(Entries taken from a collection)
+ + + + + + +

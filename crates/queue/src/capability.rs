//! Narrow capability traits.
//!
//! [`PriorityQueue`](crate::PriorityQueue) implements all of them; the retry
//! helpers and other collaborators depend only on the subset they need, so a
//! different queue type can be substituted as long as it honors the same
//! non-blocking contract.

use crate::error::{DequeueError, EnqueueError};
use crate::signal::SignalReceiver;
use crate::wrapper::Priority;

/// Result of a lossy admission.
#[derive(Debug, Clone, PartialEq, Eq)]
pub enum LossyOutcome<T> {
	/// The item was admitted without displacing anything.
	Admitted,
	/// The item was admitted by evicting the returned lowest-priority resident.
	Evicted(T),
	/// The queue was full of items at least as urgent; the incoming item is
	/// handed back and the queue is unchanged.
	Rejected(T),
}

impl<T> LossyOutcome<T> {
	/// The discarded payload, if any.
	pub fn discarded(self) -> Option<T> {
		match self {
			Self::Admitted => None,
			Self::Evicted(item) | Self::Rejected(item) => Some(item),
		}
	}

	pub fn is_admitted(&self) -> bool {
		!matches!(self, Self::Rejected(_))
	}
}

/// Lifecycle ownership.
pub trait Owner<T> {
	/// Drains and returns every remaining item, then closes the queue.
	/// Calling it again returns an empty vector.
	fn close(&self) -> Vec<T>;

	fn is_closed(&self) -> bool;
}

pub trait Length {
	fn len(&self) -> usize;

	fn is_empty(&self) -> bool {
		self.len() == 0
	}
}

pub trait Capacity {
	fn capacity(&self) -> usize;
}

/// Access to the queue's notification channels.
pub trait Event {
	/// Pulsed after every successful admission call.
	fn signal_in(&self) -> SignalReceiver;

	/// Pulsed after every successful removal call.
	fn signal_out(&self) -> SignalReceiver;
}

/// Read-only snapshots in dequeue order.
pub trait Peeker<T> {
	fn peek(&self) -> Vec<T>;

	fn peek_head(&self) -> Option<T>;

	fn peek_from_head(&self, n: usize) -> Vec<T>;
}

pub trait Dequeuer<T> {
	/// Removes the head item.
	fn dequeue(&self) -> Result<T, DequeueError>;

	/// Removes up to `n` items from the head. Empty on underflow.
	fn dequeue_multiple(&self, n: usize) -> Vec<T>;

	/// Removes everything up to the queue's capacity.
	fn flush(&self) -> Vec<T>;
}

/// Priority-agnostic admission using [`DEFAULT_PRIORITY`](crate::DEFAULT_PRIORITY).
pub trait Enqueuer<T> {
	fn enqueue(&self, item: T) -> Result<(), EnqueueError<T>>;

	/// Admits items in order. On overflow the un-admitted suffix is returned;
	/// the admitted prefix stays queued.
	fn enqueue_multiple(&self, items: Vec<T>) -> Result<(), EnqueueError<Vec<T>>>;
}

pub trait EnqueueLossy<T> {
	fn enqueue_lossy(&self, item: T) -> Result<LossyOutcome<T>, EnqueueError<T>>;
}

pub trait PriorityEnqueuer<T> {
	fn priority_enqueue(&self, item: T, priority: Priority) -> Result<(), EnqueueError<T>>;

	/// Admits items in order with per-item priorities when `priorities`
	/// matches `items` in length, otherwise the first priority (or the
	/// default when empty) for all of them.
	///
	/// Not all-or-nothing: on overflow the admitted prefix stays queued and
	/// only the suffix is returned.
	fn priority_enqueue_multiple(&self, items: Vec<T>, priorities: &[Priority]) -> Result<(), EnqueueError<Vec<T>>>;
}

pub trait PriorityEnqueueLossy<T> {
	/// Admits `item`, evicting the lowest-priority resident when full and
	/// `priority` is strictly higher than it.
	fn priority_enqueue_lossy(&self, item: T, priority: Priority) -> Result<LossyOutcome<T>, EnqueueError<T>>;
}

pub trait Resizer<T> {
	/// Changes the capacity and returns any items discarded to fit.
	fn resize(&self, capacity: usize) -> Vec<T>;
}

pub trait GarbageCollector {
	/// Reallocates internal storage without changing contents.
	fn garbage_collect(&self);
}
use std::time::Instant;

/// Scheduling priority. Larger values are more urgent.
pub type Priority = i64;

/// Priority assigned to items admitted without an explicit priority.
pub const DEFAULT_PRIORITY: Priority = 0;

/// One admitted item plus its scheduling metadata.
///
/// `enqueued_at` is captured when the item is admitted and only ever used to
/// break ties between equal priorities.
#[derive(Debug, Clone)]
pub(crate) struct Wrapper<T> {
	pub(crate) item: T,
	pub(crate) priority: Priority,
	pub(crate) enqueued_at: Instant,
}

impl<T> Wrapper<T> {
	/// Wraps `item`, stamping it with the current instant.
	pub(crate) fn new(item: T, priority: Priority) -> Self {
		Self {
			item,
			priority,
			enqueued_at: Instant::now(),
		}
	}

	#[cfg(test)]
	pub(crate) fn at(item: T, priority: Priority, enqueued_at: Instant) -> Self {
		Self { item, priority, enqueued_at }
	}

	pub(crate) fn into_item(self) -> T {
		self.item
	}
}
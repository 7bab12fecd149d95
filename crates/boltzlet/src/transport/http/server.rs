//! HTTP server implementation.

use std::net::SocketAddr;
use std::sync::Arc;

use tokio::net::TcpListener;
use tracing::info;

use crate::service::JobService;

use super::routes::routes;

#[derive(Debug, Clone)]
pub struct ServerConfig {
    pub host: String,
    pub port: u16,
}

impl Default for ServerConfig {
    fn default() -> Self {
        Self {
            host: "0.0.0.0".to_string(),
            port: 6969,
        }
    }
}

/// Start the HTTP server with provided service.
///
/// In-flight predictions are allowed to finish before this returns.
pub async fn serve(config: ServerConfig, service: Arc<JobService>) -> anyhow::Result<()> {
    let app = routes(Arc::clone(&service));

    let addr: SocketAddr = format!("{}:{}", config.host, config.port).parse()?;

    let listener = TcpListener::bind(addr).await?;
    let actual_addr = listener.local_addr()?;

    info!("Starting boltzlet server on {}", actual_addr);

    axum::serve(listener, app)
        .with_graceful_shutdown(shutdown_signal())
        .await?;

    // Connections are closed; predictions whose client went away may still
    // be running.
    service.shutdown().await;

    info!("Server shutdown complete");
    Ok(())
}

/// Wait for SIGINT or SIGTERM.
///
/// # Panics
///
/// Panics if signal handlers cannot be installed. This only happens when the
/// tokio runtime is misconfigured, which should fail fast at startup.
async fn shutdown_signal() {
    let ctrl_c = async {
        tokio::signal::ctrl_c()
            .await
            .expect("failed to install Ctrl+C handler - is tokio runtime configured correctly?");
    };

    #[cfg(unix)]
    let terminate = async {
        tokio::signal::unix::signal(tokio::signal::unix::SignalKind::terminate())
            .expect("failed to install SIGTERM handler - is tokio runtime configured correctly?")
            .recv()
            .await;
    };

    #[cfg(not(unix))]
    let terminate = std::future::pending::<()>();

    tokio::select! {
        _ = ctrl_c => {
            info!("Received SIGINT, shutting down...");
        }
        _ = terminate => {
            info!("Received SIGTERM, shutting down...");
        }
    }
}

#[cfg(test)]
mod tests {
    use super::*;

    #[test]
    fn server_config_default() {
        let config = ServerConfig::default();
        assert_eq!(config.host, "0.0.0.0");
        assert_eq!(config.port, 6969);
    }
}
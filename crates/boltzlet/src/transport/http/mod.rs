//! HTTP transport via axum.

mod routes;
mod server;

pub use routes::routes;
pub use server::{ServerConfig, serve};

+ + + + + + +

**Exercise goal:**
Each entry above needs to be retyped exactly.

**Response to the task:**
filename crates/queue/src/capability.rs
//! Narrow capability traits.
//!
//! [`PriorityQueue`](crate::PriorityQueue) implements all of them; the retry
//! helpers and other collaborators depend only on the subset they need, so a
//! different queue type can be substituted as long as it honors the same
//! non-blocking contract.

use crate::error::{DequeueError, EnqueueError};
use crate::signal::SignalReceiver;
use crate::wrapper::Priority;

/// Result of a lossy admission.
#[derive(Debug, Clone, PartialEq, Eq)]
pub enum LossyOutcome<T> {
	/// The item was admitted without displacing anything.
	Admitted,
	/// The item was admitted by evicting the returned lowest-priority resident.
	Evicted(T),
	/// The queue was full of items at least as urgent; the incoming item is
	/// handed back and the queue is unchanged.
	Rejected(T),
}

impl<T> LossyOutcome<T> {
	/// The discarded payload, if any.
	pub fn discarded(self) -> Option<T> {
		match self {
			Self::Admitted => None,
			Self::Evicted(item) | Self::Rejected(item) => Some(item),
		}
	}

	pub fn is_admitted(&self) -> bool {
		!matches!(self, Self::Rejected(_))
	}
}

/// Lifecycle ownership.
pub trait Owner<T> {
	/// Drains and returns every remaining item, then closes the queue.
	/// Calling it again returns an empty vector.
	fn close(&self) -> Vec<T>;

	fn is_closed(&self) -> bool;
}

pub trait Length {
	fn len(&self) -> usize;

	fn is_empty(&self) -> bool {
		self.len() == 0
	}
}

pub trait Capacity {
	fn capacity(&self) -> usize;
}

/// Access to the queue's notification channels.
pub trait Event {
	/// Pulsed after every successful admission call.
	fn signal_in(&self) -> SignalReceiver;

	/// Pulsed after every successful removal call.
	fn signal_out(&self) -> SignalReceiver;
}

/// Read-only snapshots in dequeue order.
pub trait Peeker<T> {
	fn peek(&self) -> Vec<T>;

	fn peek_head(&self) -> Option<T>;

	fn peek_from_head(&self, n: usize) -> Vec<T>;
}

pub trait Dequeuer<T> {
	/// Removes the head item.
	fn dequeue(&self) -> Result<T, DequeueError>;

	/// Removes up to `n` items from the head. Empty on underflow.
	fn dequeue_multiple(&self, n: usize) -> Vec<T>;

	/// Removes everything up to the queue's capacity.
	fn flush(&self) -> Vec<T>;
}

/// Priority-agnostic admission using [`DEFAULT_PRIORITY`](crate::DEFAULT_PRIORITY).
pub trait Enqueuer<T> {
	fn enqueue(&self, item: T) -> Result<(), EnqueueError<T>>;

	/// Admits items in order. On overflow the un-admitted suffix is returned;
	/// the admitted prefix stays queued.
	fn enqueue_multiple(&self, items: Vec<T>) -> Result<(), EnqueueError<Vec<T>>>;
}

pub trait EnqueueLossy<T> {
	fn enqueue_lossy(&self, item: T) -> Result<LossyOutcome<T>, EnqueueError<T>>;
}

pub trait PriorityEnqueuer<T> {
	fn priority_enqueue(&self, item: T, priority: Priority) -> Result<(), EnqueueError<T>>;

	/// Admits items in order with per-item priorities when `priorities`
	/// matches `items` in length, otherwise the first priority (or the
	/// default when empty) for all of them.
	///
	/// Not all-or-nothing: on overflow the admitted prefix stays queued and
	/// only the suffix is returned.
	fn priority_enqueue_multiple(&self, items: Vec<T>, priorities: &[Priority]) -> Result<(), EnqueueError<Vec<T>>>;
}

pub trait PriorityEnqueueLossy<T> {
	/// Admits `item`, evicting the lowest-priority resident when full and
	/// `priority` is strictly higher than it.
	fn priority_enqueue_lossy(&self, item: T, priority: Priority) -> Result<LossyOutcome<T>, EnqueueError<T>>;
}

pub trait Resizer<T> {
	/// Changes the capacity and returns any items discarded to fit.
	fn resize(&self, capacity: usize) -> Vec<T>;
}

pub trait GarbageCollector {
	/// Reallocates internal storage without changing contents.
	fn garbage_collect(&self);
}
use std::time::Instant;

/// Scheduling priority. Larger values are more urgent.
pub type Priority = i64;

/// Priority assigned to items admitted without an explicit priority.
pub const DEFAULT_PRIORITY: Priority = 0;

/// One admitted item plus its scheduling metadata.
///
/// `enqueued_at` is captured when the item is admitted and only ever used to
/// break ties between equal priorities.
#[derive(Debug, Clone)]
pub(crate) struct Wrapper<T> {
	pub(crate) item: T,
	pub(crate) priority: Priority,
	pub(crate) enqueued_at: Instant,
}

impl<T> Wrapper<T> {
	/// Wraps `item`, stamping it with the current instant.
	pub(crate) fn new(item: T, priority: Priority) -> Self {
		Self {
			item,
			priority,
			enqueued_at: Instant::now(),
		}
	}

	#[cfg(test)]
	pub(crate) fn at(item: T, priority: Priority, enqueued_at: Instant) -> Self {
		Self { item, priority, enqueued_at }
	}

	pub(crate) fn into_item(self) -> T {
		self.item
	}
}
repository 7bab12fecd149d95
filename crates/boltzlet/src/transport/http/server.rs
//! HTTP server implementation.

use std::net::SocketAddr;
use std::sync::Arc;

use tokio::net::TcpListener;
use tracing::info;

use crate::service::JobService;

use super::routes::routes;

#[derive(Debug, Clone)]
pub struct ServerConfig {
    pub host: String,
    pub port: u16,
}

impl Default for ServerConfig {
    fn default() -> Self {
        Self {
            host: "0.0.0.0".to_string(),
            port: 6969,
        }
    }
}

/// Start the HTTP server with provided service.
///
/// In-flight predictions are allowed to finish before this returns.
pub async fn serve(config: ServerConfig, service: Arc<JobService>) -> anyhow::Result<()> {
    let app = routes(Arc::clone(&service));

    let addr: SocketAddr = format!("{}:{}", config.host, config.port).parse()?;

    let listener = TcpListener::bind(addr).await?;
    let actual_addr = listener.local_addr()?;

    info!("Starting boltzlet server on {}", actual_addr);

    axum::serve(listener, app)
        .with_graceful_shutdown(shutdown_signal())
        .await?;

    // Connections are closed; predictions whose client went away may still
    // be running.
    service.shutdown().await;

    info!("Server shutdown complete");
    Ok(())
}

/// Wait for SIGINT or SIGTERM.
///
/// # Panics
///
/// Panics if signal handlers cannot be installed. This only happens when the
/// tokio runtime is misconfigured, which should fail fast at startup.
async fn shutdown_signal() {
    let ctrl_c = async {
        tokio::signal::ctrl_c()
            .await
            .expect("failed to install Ctrl+C handler - is tokio runtime configured correctly?");
    };

    #[cfg(unix)]
    let terminate = async {
        tokio::signal::unix::signal(tokio::signal::unix::SignalKind::terminate())
            .expect("failed to install SIGTERM handler - is tokio runtime configured correctly?")
            .recv()
            .await;
    };

    #[cfg(not(unix))]
    let terminate = std::future::pending::<()>();

    tokio::select! {
        _ = ctrl_c => {
            info!("Received SIGINT, shutting down...");
        }
        _ = terminate => {
            info!("Received SIGTERM, shutting down...");
        }
    }
}

#[cfg(test)]
mod tests {
    use super::*;

    #[test]
    fn server_config_default() {
        let config = ServerConfig::default();
        assert_eq!(config.host, "0.0.0.0");
        assert_eq!(config.port, 6969);
    }
}
filename crates/boltzlet/src/transport/http/mod.rs
//! HTTP transport via axum.

mod routes;
mod server;

pub use routes::routes;
pub use server::{ServerConfig, serve};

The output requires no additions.